● **Task instructions**:
Line tally for the word "return": count the lines below that contain it and reply with the number alone.

==========

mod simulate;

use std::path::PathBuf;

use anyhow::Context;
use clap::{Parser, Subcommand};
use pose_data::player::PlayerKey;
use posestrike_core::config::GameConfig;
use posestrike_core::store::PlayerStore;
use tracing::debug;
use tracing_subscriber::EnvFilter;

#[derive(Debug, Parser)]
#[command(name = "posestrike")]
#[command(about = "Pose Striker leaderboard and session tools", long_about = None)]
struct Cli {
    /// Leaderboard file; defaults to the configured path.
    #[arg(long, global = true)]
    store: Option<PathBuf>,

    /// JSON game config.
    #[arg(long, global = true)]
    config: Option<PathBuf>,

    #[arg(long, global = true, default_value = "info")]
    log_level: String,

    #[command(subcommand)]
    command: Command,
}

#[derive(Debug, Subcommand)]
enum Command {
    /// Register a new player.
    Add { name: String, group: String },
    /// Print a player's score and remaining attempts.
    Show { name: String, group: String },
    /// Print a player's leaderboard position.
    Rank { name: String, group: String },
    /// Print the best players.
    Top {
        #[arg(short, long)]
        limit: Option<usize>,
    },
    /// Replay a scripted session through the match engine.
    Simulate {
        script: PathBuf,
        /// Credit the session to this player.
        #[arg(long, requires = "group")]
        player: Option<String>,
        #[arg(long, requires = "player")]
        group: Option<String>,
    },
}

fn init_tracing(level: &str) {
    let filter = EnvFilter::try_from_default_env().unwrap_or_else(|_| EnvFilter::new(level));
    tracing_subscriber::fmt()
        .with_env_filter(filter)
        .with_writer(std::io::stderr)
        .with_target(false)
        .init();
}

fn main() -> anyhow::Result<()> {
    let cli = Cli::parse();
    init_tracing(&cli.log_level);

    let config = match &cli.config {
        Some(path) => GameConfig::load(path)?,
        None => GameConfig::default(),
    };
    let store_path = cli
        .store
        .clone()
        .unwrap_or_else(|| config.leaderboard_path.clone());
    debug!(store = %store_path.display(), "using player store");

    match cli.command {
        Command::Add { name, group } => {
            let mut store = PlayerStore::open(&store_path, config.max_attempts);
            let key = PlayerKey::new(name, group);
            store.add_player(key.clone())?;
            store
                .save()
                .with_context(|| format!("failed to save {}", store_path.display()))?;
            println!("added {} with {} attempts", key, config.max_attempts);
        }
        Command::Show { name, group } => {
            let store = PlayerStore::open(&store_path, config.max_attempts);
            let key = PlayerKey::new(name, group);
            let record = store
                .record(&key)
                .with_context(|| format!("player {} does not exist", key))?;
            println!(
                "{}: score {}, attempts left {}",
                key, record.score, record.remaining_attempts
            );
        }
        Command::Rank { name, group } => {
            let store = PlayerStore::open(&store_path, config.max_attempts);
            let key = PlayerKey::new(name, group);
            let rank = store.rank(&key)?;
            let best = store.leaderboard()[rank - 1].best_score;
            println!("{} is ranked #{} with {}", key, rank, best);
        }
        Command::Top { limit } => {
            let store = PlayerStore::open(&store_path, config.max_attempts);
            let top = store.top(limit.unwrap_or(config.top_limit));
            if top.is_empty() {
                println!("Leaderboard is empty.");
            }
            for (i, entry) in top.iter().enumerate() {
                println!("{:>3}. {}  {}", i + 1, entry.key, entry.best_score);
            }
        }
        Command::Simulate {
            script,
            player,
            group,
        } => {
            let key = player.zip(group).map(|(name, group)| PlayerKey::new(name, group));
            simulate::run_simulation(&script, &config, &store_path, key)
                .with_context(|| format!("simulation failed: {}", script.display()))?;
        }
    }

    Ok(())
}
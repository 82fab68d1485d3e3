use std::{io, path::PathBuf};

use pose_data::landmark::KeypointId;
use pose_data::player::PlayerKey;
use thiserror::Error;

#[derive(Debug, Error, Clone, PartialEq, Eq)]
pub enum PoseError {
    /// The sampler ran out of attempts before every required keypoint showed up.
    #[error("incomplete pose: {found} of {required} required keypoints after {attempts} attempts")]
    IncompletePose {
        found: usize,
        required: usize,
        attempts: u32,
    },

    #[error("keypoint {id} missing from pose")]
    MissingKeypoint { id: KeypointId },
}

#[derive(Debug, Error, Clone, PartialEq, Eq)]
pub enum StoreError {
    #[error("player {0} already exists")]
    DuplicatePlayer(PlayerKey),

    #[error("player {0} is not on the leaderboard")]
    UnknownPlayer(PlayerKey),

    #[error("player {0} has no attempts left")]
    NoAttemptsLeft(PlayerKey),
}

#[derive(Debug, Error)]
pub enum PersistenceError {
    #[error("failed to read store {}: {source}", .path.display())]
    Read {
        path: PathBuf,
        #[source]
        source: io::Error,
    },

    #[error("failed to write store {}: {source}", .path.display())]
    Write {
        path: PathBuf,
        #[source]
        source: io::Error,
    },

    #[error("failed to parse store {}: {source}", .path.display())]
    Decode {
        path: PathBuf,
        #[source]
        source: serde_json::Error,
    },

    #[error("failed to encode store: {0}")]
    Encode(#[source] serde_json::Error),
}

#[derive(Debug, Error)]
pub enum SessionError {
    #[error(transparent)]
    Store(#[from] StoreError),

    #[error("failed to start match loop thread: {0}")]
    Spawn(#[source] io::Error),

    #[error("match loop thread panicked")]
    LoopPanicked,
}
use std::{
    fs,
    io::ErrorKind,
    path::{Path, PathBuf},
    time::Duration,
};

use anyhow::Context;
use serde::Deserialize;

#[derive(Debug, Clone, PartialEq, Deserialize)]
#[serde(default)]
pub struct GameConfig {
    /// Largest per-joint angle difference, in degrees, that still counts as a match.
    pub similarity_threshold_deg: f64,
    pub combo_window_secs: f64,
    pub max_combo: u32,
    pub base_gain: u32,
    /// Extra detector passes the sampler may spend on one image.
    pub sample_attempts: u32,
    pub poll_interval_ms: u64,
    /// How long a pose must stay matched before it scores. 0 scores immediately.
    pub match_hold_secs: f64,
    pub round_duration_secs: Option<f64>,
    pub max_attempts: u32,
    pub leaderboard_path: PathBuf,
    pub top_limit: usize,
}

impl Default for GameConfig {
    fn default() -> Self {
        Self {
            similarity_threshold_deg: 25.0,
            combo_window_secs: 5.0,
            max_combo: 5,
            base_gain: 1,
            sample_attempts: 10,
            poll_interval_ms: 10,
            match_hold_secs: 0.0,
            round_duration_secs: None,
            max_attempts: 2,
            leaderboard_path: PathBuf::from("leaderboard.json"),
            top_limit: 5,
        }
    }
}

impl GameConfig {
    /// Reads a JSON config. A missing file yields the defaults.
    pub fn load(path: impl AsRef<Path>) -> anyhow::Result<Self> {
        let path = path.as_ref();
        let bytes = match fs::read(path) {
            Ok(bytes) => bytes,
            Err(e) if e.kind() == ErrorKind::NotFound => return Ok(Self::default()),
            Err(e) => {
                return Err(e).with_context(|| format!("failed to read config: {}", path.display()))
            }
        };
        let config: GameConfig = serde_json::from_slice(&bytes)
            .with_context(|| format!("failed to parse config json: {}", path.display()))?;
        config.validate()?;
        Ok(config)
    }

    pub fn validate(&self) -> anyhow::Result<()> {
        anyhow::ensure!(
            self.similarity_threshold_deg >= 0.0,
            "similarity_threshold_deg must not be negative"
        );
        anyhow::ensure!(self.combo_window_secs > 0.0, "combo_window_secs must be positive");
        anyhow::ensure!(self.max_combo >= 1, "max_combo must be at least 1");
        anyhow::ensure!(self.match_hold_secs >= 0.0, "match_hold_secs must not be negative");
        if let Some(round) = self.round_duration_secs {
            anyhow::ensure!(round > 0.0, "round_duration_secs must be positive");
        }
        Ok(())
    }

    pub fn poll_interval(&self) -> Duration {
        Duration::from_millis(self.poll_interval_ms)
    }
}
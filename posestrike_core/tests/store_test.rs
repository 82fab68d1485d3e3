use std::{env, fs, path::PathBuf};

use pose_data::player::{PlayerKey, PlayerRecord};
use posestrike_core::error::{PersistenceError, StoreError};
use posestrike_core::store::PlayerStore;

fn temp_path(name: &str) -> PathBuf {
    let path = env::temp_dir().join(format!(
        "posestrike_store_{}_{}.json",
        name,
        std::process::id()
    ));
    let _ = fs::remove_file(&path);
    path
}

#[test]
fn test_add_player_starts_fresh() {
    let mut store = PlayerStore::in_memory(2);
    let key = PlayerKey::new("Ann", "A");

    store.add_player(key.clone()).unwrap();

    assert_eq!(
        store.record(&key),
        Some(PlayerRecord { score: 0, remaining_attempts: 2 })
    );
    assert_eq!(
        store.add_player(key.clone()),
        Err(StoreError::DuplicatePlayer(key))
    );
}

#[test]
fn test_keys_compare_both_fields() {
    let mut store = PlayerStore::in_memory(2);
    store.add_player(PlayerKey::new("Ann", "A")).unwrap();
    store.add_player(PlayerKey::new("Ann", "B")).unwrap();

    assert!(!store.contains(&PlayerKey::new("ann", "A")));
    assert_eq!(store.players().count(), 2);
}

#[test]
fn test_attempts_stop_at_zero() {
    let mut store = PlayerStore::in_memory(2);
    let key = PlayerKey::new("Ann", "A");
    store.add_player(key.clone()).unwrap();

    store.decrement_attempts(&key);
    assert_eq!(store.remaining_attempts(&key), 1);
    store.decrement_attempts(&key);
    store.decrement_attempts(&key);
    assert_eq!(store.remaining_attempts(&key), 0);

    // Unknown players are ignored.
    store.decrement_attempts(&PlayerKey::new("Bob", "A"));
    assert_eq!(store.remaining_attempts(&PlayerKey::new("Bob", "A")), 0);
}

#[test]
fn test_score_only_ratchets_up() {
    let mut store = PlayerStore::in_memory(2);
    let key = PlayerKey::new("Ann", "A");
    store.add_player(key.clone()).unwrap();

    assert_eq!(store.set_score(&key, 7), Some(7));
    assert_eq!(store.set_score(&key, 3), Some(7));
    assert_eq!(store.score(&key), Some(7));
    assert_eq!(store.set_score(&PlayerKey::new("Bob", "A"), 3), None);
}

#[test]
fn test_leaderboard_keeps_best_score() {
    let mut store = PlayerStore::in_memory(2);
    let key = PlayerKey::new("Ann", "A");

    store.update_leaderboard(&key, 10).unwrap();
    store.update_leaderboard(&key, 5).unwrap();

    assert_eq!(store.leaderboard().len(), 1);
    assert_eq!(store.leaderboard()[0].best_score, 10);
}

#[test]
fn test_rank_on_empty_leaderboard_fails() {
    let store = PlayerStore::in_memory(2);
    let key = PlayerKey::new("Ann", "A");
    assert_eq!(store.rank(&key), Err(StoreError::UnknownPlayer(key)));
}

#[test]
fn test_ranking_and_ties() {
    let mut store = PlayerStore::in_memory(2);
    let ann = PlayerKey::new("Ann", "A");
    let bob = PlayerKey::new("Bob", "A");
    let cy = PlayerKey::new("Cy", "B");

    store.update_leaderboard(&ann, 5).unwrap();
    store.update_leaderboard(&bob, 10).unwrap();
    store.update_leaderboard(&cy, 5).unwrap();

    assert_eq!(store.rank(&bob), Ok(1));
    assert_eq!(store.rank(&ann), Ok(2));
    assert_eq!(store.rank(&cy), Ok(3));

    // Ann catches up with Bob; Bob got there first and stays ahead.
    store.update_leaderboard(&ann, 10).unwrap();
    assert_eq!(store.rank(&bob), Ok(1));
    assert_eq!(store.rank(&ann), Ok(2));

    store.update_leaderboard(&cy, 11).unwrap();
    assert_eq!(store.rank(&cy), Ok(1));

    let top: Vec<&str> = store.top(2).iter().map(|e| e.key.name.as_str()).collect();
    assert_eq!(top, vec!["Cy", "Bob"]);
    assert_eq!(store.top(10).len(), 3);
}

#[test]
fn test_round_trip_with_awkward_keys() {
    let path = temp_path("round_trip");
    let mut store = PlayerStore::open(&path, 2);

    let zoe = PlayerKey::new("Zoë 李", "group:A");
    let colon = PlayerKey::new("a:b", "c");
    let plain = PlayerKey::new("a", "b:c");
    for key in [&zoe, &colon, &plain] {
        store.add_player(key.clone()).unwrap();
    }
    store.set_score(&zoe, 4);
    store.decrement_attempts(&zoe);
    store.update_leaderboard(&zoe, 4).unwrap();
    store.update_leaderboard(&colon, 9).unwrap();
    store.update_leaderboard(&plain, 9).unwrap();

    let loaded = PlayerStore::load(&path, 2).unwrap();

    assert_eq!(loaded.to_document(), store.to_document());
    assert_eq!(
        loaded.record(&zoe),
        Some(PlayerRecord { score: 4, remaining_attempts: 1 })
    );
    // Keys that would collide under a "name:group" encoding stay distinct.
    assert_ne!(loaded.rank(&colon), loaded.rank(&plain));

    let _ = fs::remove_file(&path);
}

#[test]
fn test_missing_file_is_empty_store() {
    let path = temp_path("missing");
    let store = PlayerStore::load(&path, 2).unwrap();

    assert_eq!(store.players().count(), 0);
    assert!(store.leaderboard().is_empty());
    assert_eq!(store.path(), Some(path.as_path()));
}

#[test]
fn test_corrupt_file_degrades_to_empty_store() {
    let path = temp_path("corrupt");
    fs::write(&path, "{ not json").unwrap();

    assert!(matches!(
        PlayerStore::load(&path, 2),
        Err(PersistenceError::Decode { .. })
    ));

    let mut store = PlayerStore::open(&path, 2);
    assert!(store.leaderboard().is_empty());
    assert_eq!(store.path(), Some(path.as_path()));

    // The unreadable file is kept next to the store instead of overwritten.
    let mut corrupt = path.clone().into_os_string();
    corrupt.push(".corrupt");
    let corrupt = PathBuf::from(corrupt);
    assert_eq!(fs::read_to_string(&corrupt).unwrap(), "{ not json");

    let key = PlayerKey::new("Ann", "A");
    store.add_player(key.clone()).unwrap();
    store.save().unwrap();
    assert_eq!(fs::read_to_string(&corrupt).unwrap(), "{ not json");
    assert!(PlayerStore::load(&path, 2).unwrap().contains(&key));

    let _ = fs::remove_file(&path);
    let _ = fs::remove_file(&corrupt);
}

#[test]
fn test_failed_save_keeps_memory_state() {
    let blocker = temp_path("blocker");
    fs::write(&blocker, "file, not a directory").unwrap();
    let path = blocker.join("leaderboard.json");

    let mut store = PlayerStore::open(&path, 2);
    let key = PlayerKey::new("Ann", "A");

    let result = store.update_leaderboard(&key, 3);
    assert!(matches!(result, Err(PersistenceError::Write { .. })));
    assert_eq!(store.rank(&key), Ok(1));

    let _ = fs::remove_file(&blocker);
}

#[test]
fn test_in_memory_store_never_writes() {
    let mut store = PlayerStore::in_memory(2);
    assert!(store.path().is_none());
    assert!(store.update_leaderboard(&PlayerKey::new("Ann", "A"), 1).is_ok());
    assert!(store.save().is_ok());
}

==========

● **Response to this exercise**:
2